What you need to do – Your answer should be a single number: the count of lines in the records below containing the word "filename".

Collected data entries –
- - - - -

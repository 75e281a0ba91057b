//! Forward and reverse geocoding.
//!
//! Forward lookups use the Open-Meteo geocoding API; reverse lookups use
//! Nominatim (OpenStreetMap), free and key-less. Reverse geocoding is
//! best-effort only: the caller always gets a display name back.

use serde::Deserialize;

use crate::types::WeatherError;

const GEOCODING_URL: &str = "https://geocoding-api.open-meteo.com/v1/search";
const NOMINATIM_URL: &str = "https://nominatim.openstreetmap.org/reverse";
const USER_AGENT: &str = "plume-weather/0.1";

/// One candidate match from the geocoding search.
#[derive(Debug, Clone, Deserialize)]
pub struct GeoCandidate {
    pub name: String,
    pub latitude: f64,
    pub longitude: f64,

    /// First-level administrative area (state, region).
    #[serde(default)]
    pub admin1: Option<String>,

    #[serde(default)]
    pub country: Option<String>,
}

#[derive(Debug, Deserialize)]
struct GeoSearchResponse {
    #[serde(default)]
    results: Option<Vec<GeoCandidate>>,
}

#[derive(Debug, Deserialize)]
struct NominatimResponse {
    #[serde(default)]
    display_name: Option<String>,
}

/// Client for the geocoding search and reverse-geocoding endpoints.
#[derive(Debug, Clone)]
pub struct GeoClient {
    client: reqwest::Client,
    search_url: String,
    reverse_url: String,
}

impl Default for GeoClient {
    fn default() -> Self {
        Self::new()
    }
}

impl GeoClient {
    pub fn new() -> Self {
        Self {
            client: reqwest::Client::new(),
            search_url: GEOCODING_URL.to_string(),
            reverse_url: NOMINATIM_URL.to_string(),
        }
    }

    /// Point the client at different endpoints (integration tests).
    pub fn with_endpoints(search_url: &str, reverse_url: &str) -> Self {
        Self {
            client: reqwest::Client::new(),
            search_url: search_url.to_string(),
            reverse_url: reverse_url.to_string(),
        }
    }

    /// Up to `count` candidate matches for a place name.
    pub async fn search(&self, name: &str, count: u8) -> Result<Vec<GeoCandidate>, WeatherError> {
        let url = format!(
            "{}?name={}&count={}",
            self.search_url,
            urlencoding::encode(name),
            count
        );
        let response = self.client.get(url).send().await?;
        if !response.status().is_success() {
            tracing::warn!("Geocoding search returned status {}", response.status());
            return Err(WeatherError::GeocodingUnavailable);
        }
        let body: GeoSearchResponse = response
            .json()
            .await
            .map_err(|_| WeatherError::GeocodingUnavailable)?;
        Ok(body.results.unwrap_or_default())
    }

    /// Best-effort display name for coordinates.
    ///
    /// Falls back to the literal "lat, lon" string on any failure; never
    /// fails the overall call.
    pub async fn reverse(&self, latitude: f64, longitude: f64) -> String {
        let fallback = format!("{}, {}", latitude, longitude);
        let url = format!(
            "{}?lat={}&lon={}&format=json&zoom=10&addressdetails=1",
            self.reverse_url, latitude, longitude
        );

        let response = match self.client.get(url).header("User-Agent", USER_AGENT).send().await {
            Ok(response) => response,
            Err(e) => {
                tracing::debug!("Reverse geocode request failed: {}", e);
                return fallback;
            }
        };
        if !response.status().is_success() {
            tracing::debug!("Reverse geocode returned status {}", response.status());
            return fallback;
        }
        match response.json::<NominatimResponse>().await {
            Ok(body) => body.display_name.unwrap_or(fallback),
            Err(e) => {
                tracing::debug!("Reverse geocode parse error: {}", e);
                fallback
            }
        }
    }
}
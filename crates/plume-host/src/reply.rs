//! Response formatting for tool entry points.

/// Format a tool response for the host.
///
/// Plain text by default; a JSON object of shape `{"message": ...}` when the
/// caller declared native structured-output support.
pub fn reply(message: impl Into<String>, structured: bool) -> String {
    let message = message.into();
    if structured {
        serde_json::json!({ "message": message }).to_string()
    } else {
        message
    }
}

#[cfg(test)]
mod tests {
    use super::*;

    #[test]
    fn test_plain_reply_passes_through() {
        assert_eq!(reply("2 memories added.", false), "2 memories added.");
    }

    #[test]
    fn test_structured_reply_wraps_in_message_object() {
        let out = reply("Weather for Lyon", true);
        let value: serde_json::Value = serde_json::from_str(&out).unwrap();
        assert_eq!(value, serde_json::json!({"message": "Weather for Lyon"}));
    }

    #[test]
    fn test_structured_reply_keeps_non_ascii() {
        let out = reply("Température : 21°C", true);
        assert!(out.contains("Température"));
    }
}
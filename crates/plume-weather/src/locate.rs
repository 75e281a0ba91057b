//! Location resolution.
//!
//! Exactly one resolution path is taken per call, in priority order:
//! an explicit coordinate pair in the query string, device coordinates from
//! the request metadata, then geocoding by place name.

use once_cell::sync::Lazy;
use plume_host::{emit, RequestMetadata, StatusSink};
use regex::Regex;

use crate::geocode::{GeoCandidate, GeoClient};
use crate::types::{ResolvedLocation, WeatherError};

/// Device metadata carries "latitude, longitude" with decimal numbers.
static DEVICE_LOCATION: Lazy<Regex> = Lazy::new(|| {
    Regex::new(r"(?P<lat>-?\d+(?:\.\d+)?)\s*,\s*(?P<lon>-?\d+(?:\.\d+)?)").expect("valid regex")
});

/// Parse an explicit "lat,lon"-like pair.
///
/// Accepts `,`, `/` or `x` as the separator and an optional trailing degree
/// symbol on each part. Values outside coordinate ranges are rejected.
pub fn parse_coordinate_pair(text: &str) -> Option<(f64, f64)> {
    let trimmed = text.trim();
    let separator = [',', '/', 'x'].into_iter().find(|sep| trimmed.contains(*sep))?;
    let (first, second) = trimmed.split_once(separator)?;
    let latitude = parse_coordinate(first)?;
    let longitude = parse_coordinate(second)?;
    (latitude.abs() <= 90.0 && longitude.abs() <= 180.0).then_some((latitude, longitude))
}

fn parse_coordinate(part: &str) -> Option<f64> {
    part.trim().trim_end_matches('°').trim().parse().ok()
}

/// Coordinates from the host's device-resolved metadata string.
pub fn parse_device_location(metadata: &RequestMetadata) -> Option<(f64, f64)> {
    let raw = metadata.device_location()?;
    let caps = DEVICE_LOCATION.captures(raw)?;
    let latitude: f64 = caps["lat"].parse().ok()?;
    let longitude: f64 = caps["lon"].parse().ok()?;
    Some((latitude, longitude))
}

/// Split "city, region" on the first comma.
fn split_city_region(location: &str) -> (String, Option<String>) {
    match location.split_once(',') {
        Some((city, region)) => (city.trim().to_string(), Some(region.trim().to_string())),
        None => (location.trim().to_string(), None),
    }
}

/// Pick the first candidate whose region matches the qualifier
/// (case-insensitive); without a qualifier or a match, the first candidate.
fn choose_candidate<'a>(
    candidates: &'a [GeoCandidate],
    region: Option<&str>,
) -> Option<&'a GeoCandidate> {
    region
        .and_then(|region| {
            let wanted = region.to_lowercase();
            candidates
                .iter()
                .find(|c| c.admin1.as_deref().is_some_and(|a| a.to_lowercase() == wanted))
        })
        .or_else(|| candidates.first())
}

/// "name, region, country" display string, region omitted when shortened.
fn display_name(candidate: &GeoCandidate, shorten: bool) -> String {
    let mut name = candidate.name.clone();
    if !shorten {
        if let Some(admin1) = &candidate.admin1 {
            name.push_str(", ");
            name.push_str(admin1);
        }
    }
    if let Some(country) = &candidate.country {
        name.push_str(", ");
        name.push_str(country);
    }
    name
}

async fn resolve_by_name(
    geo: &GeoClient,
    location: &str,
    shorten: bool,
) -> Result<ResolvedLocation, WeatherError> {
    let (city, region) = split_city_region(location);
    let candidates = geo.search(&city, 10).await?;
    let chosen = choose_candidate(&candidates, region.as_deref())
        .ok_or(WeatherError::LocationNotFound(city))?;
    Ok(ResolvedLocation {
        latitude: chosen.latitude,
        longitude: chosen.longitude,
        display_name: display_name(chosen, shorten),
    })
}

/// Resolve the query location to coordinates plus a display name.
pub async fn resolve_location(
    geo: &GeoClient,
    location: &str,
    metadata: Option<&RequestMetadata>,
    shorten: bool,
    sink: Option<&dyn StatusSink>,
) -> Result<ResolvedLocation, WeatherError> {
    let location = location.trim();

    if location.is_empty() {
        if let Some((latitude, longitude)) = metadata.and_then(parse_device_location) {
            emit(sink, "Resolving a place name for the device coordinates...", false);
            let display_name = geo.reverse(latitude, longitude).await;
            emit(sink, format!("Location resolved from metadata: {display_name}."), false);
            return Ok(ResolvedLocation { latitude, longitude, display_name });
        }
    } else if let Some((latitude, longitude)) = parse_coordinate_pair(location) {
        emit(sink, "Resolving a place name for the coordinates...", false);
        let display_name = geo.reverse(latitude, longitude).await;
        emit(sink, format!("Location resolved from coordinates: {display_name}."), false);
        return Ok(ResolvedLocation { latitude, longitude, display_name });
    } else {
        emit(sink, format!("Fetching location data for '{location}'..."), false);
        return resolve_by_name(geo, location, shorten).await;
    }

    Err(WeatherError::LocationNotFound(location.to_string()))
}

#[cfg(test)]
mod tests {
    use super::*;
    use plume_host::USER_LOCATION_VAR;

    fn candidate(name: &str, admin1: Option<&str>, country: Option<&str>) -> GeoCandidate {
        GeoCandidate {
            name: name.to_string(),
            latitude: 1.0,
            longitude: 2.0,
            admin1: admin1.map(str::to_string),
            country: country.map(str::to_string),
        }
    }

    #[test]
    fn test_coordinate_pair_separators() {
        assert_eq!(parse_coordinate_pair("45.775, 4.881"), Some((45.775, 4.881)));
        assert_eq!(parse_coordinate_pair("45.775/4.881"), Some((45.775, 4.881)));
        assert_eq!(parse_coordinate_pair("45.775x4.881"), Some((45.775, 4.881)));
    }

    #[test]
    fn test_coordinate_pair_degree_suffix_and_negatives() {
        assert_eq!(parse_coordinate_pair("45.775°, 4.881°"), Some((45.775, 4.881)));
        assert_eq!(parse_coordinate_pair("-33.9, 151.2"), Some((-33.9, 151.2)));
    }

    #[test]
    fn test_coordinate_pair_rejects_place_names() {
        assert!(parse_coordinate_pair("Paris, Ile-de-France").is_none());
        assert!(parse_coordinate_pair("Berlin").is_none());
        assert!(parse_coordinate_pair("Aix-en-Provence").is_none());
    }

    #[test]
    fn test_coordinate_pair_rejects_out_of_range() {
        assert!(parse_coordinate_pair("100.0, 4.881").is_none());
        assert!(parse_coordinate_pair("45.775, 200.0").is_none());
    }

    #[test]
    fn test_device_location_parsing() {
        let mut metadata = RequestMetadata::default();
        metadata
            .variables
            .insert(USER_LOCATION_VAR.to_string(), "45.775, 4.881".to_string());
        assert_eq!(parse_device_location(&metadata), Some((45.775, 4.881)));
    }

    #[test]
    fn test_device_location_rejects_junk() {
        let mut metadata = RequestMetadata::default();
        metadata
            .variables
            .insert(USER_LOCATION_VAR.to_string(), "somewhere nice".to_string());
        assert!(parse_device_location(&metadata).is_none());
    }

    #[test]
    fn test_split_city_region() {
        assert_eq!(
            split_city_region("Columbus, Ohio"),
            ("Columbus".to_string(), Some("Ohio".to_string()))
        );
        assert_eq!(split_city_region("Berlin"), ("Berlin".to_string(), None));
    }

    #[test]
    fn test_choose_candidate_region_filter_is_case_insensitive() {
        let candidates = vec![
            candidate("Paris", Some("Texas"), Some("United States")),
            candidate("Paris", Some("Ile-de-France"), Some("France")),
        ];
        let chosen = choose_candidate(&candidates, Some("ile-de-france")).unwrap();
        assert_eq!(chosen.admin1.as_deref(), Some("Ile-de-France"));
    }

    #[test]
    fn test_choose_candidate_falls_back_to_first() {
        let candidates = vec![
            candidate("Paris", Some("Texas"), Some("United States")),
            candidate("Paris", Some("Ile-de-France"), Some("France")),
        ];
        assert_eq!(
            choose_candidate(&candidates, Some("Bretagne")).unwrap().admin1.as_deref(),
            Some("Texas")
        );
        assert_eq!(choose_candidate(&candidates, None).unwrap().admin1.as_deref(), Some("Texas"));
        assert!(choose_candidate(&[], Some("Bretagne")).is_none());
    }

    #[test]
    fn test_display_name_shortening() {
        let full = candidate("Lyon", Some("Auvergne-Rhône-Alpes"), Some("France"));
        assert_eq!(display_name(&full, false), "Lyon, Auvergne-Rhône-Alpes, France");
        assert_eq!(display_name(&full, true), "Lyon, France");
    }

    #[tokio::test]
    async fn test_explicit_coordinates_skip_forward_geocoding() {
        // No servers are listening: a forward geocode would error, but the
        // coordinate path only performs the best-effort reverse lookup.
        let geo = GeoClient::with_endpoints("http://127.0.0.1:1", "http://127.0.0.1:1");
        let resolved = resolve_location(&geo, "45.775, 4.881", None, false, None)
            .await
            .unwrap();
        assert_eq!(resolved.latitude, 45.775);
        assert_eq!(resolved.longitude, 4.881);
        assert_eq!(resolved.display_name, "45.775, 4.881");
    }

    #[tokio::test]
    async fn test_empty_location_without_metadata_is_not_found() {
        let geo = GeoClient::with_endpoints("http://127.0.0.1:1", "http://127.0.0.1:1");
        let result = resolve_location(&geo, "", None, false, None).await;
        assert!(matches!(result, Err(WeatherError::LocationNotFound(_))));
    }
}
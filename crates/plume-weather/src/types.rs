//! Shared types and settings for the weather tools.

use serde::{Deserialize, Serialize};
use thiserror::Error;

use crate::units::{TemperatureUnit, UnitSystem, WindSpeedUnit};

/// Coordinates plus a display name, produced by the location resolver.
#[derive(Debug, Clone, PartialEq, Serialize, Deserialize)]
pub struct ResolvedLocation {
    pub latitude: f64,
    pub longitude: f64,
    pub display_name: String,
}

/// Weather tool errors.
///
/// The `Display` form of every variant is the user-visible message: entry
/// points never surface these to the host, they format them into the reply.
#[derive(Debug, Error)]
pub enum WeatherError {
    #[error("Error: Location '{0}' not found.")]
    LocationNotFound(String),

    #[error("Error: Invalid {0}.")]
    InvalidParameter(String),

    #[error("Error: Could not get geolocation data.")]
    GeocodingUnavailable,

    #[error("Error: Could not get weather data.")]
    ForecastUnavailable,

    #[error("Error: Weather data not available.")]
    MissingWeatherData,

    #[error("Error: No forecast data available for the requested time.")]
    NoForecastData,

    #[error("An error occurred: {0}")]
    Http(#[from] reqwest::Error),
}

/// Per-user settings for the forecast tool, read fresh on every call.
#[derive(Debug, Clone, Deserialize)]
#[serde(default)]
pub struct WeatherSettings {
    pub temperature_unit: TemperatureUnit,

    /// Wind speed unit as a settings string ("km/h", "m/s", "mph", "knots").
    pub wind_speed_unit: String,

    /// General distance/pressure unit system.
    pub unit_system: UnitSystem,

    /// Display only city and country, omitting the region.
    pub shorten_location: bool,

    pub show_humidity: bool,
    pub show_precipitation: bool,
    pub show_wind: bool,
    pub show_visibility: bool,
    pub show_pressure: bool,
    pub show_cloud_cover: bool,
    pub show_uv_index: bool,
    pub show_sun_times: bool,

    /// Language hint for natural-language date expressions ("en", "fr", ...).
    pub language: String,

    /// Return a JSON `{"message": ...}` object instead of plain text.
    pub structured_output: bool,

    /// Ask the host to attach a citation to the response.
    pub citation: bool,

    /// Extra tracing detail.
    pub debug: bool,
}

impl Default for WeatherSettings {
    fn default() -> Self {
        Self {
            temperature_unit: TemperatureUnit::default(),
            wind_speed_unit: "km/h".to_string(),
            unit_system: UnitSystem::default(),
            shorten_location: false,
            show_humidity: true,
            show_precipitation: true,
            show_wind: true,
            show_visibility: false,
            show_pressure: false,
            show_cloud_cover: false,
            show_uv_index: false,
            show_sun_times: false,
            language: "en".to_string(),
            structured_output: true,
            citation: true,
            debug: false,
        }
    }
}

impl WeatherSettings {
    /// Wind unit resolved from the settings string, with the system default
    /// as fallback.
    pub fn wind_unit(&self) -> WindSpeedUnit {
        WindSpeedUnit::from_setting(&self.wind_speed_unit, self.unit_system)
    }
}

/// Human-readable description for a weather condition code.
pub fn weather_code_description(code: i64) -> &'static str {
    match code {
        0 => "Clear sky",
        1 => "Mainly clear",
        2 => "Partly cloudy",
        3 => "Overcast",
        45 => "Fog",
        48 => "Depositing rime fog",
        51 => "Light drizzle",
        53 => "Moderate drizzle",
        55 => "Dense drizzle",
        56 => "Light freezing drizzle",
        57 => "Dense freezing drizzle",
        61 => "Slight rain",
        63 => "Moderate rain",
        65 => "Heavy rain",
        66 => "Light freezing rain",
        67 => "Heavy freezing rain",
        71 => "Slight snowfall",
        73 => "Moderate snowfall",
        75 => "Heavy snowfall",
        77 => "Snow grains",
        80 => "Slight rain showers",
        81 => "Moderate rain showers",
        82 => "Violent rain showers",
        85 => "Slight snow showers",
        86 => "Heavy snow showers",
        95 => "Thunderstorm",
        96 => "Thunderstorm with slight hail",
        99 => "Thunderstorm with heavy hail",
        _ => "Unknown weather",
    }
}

- - - - -

Solution below – 3